ACTION ITEM: Check each line of the data below for the word "setup", then extract the ones that have it.

INPUT DATA:
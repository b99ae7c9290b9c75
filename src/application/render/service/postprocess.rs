use std::{cell::RefCell, collections::BTreeSet, rc::Rc};

use lol_html::{RewriteStrSettings, element, rewrite_str, text};

use crate::application::render::types::{ContentMetrics, RenderError, TocEntry};
use crate::domain::document::{TargetKind, classify_target};

use super::rewrite::HeadingInfo;

/// Deepest heading level listed in the table of contents.
const TOC_MAX_LEVEL: u8 = 3;

pub(crate) struct ProcessedHtml {
    pub(crate) html: String,
    pub(crate) toc: Vec<TocEntry>,
    pub(crate) metrics: ContentMetrics,
}

pub(crate) fn post_process(
    html: &str,
    headings: &[HeadingInfo],
    words_per_minute: u32,
) -> Result<ProcessedHtml, RenderError> {
    let AugmentOutcome { html, state } = augment_semantics(html)?;
    let metrics = build_content_metrics(&state, words_per_minute);

    Ok(ProcessedHtml {
        html,
        toc: build_toc(headings),
        metrics,
    })
}

fn build_toc(headings: &[HeadingInfo]) -> Vec<TocEntry> {
    headings
        .iter()
        .filter(|heading| (2..=TOC_MAX_LEVEL).contains(&heading.level))
        .map(|heading| TocEntry {
            level: heading.level,
            anchor: heading.slug.clone(),
            text: heading.text.clone(),
        })
        .collect()
}

#[derive(Default, Clone)]
struct AugmentState {
    internal_links: u32,
    external_links: u32,
    images: u32,
    code_blocks: u32,
    word_count: u32,
}

struct AugmentOutcome {
    html: String,
    state: AugmentState,
}

fn augment_semantics(html: &str) -> Result<AugmentOutcome, RenderError> {
    let state = Rc::new(RefCell::new(AugmentState::default()));

    let rewritten = rewrite_str(
        html,
        RewriteStrSettings {
            element_content_handlers: vec![
                element!("img", {
                    let state = Rc::clone(&state);
                    move |el| {
                        {
                            let mut state = state.borrow_mut();
                            state.images = state.images.saturating_add(1);
                        }
                        if el.get_attribute("alt").is_none() {
                            el.set_attribute("alt", "")?;
                        }
                        if el.get_attribute("loading").is_none() {
                            el.set_attribute("loading", "lazy")?;
                        }
                        if el.get_attribute("decoding").is_none() {
                            el.set_attribute("decoding", "async")?;
                        }
                        Ok(())
                    }
                }),
                element!("a[href]", {
                    let state = Rc::clone(&state);
                    move |el| {
                        let Some(href) = el.get_attribute("href") else {
                            return Ok(());
                        };
                        match classify_link(&href) {
                            LinkKind::External => {
                                {
                                    let mut state = state.borrow_mut();
                                    state.external_links = state.external_links.saturating_add(1);
                                }
                                let rel =
                                    merge_rel(el.get_attribute("rel"), &["noopener", "noreferrer"]);
                                el.set_attribute("rel", &rel)?;
                                el.set_attribute("data-link-kind", "external")?;
                            }
                            LinkKind::Internal => {
                                {
                                    let mut state = state.borrow_mut();
                                    state.internal_links = state.internal_links.saturating_add(1);
                                }
                                el.set_attribute("data-link-kind", "internal")?;
                            }
                            LinkKind::Anchor => el.set_attribute("data-link-kind", "anchor")?,
                            LinkKind::Other => el.set_attribute("data-link-kind", "other")?,
                        }
                        Ok(())
                    }
                }),
                element!("pre", {
                    let state = Rc::clone(&state);
                    move |el| {
                        {
                            let mut state = state.borrow_mut();
                            state.code_blocks = state.code_blocks.saturating_add(1);
                        }
                        if let Some(lang) = el.get_attribute("data-language") {
                            if el.get_attribute("role").is_none() {
                                el.set_attribute("role", "region")?;
                            }
                            let trimmed = lang.trim();
                            if el.get_attribute("aria-label").is_none() && !trimmed.is_empty() {
                                el.set_attribute("aria-label", &format!("Code block in {trimmed}"))?;
                            }
                        }
                        Ok(())
                    }
                }),
                element!("table", |el| {
                    el.set_attribute("data-role", "post-table")?;
                    if el.get_attribute("role").is_none() {
                        el.set_attribute("role", "table")?;
                    }
                    Ok(())
                }),
                element!("th", |el| {
                    if el.get_attribute("scope").is_none() {
                        el.set_attribute("scope", "col")?;
                    }
                    Ok(())
                }),
                element!("blockquote", |el| {
                    el.set_attribute("data-role", "post-quote")?;
                    if el.get_attribute("role").is_none() {
                        el.set_attribute("role", "note")?;
                    }
                    Ok(())
                }),
                text!("*", {
                    let state = Rc::clone(&state);
                    move |t| {
                        let words = t.as_str().split_whitespace().count() as u32;
                        if words > 0 {
                            let mut state = state.borrow_mut();
                            state.word_count = state.word_count.saturating_add(words);
                        }
                        Ok(())
                    }
                }),
            ],
            ..RewriteStrSettings::default()
        },
    )
    .map_err(|err| RenderError::Document {
        message: err.to_string(),
    })?;

    let state = Rc::try_unwrap(state)
        .map(|cell| cell.into_inner())
        .unwrap_or_else(|rc| rc.borrow().clone());

    Ok(AugmentOutcome {
        html: rewritten,
        state,
    })
}

fn build_content_metrics(state: &AugmentState, words_per_minute: u32) -> ContentMetrics {
    let reading_time_minutes = if state.word_count == 0 {
        0
    } else {
        state.word_count.div_ceil(words_per_minute.max(1)).max(1)
    };

    ContentMetrics {
        word_count: state.word_count,
        reading_time_minutes,
        internal_links_count: state.internal_links,
        external_links_count: state.external_links,
        images_count: state.images,
        code_blocks_count: state.code_blocks,
    }
}

#[derive(Debug, Clone, Copy, PartialEq, Eq)]
enum LinkKind {
    Internal,
    External,
    Anchor,
    Other,
}

fn classify_link(href: &str) -> LinkKind {
    if href.is_empty() {
        return LinkKind::Anchor;
    }
    match classify_target(href) {
        TargetKind::Anchor => LinkKind::Anchor,
        TargetKind::External if href.starts_with("http://") || href.starts_with("https://") => {
            LinkKind::External
        }
        TargetKind::External => LinkKind::Other,
        TargetKind::SiteAbsolute(_) | TargetKind::Relative(_) => LinkKind::Internal,
    }
}

fn merge_rel(existing: Option<String>, required: &[&str]) -> String {
    let mut tokens: BTreeSet<String> = existing
        .unwrap_or_default()
        .split_whitespace()
        .map(str::to_string)
        .collect();
    tokens.extend(required.iter().map(|token| token.to_string()));
    tokens.into_iter().collect::<Vec<_>>().join(" ")
}

#[cfg(test)]
mod tests {
    use super::*;

    fn heading(level: u8, slug: &str, text: &str) -> HeadingInfo {
        HeadingInfo {
            level,
            slug: slug.to_string(),
            text: text.to_string(),
        }
    }

    #[test]
    fn toc_keeps_levels_two_and_three() {
        let headings = vec![
            heading(1, "title", "Title"),
            heading(2, "setup", "Setup"),
            heading(3, "install", "Install"),
            heading(4, "details", "Details"),
        ];
        let html = "<h1 id=\"title\">Title</h1><h2 id=\"setup\">Setup</h2>";
        let processed = post_process(html, &headings, 225).expect("post process");

        let anchors: Vec<_> = processed.toc.iter().map(|e| e.anchor.as_str()).collect();
        assert_eq!(anchors, vec!["setup", "install"]);
        assert!(processed.html.contains("<h2 id=\"setup\">"));
    }

    #[test]
    fn links_are_classified() {
        let html = concat!(
            "<p><a href=\"https://react.dev\">a</a>",
            "<a href=\"/other-post/\">b</a>",
            "<a href=\"#intro\">c</a>",
            "<a href=\"mailto:me@example.com\">d</a></p>"
        );
        let processed = post_process(html, &[], 225).expect("post process");

        assert!(processed.html.contains(
            "href=\"https://react.dev\" rel=\"noopener noreferrer\" data-link-kind=\"external\""
        ));
        assert!(processed.html.contains("data-link-kind=\"internal\""));
        assert!(processed.html.contains("data-link-kind=\"anchor\""));
        assert!(processed.html.contains("data-link-kind=\"other\""));
        assert_eq!(processed.metrics.external_links_count, 1);
        assert_eq!(processed.metrics.internal_links_count, 1);
    }

    #[test]
    fn reading_time_rounds_up() {
        let words = vec!["word"; 451].join(" ");
        let processed = post_process(&format!("<p>{words}</p>"), &[], 225).expect("post process");
        assert_eq!(processed.metrics.word_count, 451);
        assert_eq!(processed.metrics.reading_time_minutes, 3);

        let empty = post_process("<p></p>", &[], 225).expect("post process");
        assert_eq!(empty.metrics.reading_time_minutes, 0);
    }

    #[test]
    fn images_get_loading_hints() {
        let processed =
            post_process("<p><img src=\"/a/x.png\" alt=\"x\"></p>", &[], 225).expect("post process");
        assert!(processed.html.contains("loading=\"lazy\""));
        assert!(processed.html.contains("decoding=\"async\""));
        assert_eq!(processed.metrics.images_count, 1);
    }
}
use std::process;

use quire::{
    application::{
        error::AppError,
        render::{RenderPipelineConfig, configure_render_service, render_service},
        site::{BuildError, RenderMode, SiteBuilder, render_file},
    },
    config::{self, BuildArgs, Command, RenderArgs, Settings},
    infra::telemetry,
};
use tracing::{Dispatch, Level, dispatcher, error, info};
use tracing_subscriber::fmt as tracing_fmt;

#[tokio::main]
async fn main() {
    if let Err(error) = run().await {
        report_application_error(&error);
        process::exit(error.exit_code());
    }
}

fn report_application_error(error: &AppError) {
    let report = error.report();
    if dispatcher::has_been_set() {
        error!(target = "quire", error = %report.chain(), "command failed");
        return;
    }

    let subscriber = tracing_fmt()
        .with_writer(std::io::stderr)
        .with_max_level(Level::ERROR)
        .finish();
    let dispatch = Dispatch::new(subscriber);
    dispatcher::with_default(&dispatch, || {
        error!(target = "quire", error = %report.chain(), "command failed");
    });
}

async fn run() -> Result<(), AppError> {
    let (cli_args, settings) = config::load_with_cli()?;

    let command = cli_args
        .command
        .unwrap_or(Command::Build(BuildArgs::default()));

    telemetry::init(&settings.logging)?;
    configure_render_service(RenderPipelineConfig::from_settings(
        &settings.render,
        settings.comments.as_ref(),
    ))
    .map_err(|err| AppError::unexpected(err.to_string()))?;

    match command {
        Command::Build(_) => run_build(&settings).await,
        Command::Check(_) => run_check(&settings).await,
        Command::Render(args) => run_render(args).await,
    }
}

async fn run_build(settings: &Settings) -> Result<(), AppError> {
    let builder = SiteBuilder::from_settings(settings, render_service());
    match builder.build().await {
        Ok(summary) => {
            info!(
                target = "quire::build",
                documents = summary.documents,
                drafts_skipped = summary.drafts_skipped,
                warnings = summary.warnings,
                "build finished"
            );
            Ok(())
        }
        Err(BuildError::Lint(report)) => {
            for diagnostic in report.diagnostics() {
                eprintln!("{diagnostic}");
            }
            Err(AppError::from(BuildError::Lint(report)))
        }
        Err(err) => Err(err.into()),
    }
}

async fn run_check(settings: &Settings) -> Result<(), AppError> {
    let builder = SiteBuilder::from_settings(settings, render_service());
    match builder.check().await {
        Ok(corpus) => {
            println!("{}", corpus.report);
            Ok(())
        }
        Err(BuildError::Lint(report)) => {
            println!("{report}");
            Err(AppError::from(BuildError::Lint(report)))
        }
        Err(err) => Err(err.into()),
    }
}

async fn run_render(args: RenderArgs) -> Result<(), AppError> {
    let mode = if args.json {
        RenderMode::Json
    } else if args.no_sanitize {
        RenderMode::Unsanitized
    } else {
        RenderMode::Sanitized
    };

    let service = render_service();
    let html = tokio::task::spawn_blocking(move || render_file(&args.file, &service, mode))
        .await
        .map_err(|err| AppError::unexpected(format!("render task failed: {err}")))??;
    println!("{html}");
    Ok(())
}

//! Content discovery.
//!
//! Two layouts are recognised under the content directory:
//!
//! - `<slug>/index.md` (or `index.mdx`), with assets next to it;
//! - `<slug>.md` (or `.mdx`) directly in the content directory.
//!
//! Entries whose name starts with `.` or `_` are skipped.

use std::{
    fs,
    path::{Path, PathBuf},
};

use tracing::{debug, trace};
use walkdir::{DirEntry, WalkDir};

use crate::domain::document::SourceFile;

use super::error::InfraError;

const MARKDOWN_EXTENSIONS: &[&str] = &["md", "mdx"];
const INDEX_STEM: &str = "index";

/// Locate and read every document under `root`, sorted by path.
pub fn load_sources(root: &Path) -> Result<Vec<SourceFile>, InfraError> {
    if !root.is_dir() {
        return Err(InfraError::configuration(format!(
            "content directory `{}` does not exist",
            root.display()
        )));
    }

    let mut sources = Vec::new();
    let walker = WalkDir::new(root)
        .min_depth(1)
        .max_depth(2)
        .sort_by_file_name()
        .into_iter()
        .filter_entry(|entry| !is_hidden(entry));

    for entry in walker {
        let entry = entry?;
        if !entry.file_type().is_file() {
            continue;
        }

        let Some(located) = locate(root, entry.path(), entry.depth()) else {
            trace!(
                target = "quire::content",
                path = %entry.path().display(),
                "skipping non-document file"
            );
            continue;
        };

        let text = fs::read_to_string(entry.path())
            .map_err(|err| InfraError::io_at(entry.path(), err))?;
        sources.push(SourceFile {
            path: entry.path().to_path_buf(),
            directory: located.directory,
            slug: located.slug,
            text,
        });
    }

    sources.sort_by(|a, b| a.path.cmp(&b.path));
    debug!(
        target = "quire::content",
        root = %root.display(),
        documents = sources.len(),
        "content directory scanned"
    );
    Ok(sources)
}

/// Read a single document file, deriving its slug the same way discovery does.
pub fn read_source(path: &Path) -> Result<SourceFile, InfraError> {
    let text = fs::read_to_string(path).map_err(|err| InfraError::io_at(path, err))?;
    let stem = path
        .file_stem()
        .and_then(|stem| stem.to_str())
        .ok_or_else(|| {
            InfraError::configuration(format!("`{}` has no usable file name", path.display()))
        })?;
    let directory = path
        .parent()
        .map(Path::to_path_buf)
        .unwrap_or_else(|| PathBuf::from("."));

    let slug = if stem == INDEX_STEM {
        directory
            .file_name()
            .and_then(|name| name.to_str())
            .unwrap_or(stem)
            .to_string()
    } else {
        stem.to_string()
    };

    Ok(SourceFile {
        path: path.to_path_buf(),
        directory,
        slug,
        text,
    })
}

struct Located {
    slug: String,
    directory: PathBuf,
}

fn locate(root: &Path, path: &Path, depth: usize) -> Option<Located> {
    let extension = path.extension()?.to_str()?;
    if !MARKDOWN_EXTENSIONS.contains(&extension) {
        return None;
    }
    let stem = path.file_stem()?.to_str()?;

    match depth {
        1 if stem != INDEX_STEM => Some(Located {
            slug: stem.to_string(),
            directory: root.to_path_buf(),
        }),
        2 if stem == INDEX_STEM => {
            let directory = path.parent()?;
            let slug = directory.file_name()?.to_str()?;
            Some(Located {
                slug: slug.to_string(),
                directory: directory.to_path_buf(),
            })
        }
        _ => None,
    }
}

fn is_hidden(entry: &DirEntry) -> bool {
    entry.depth() > 0
        && entry
            .file_name()
            .to_str()
            .is_some_and(|name| name.starts_with('.') || name.starts_with('_'))
}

SOLVED PROBLEM:
            heading(2, "setup", "Setup"),
        let html = "<h1 id=\"title\">Title</h1><h2 id=\"setup\">Setup</h2>";
        assert_eq!(anchors, vec!["setup", "install"]);
        assert!(processed.html.contains("<h2 id=\"setup\">"));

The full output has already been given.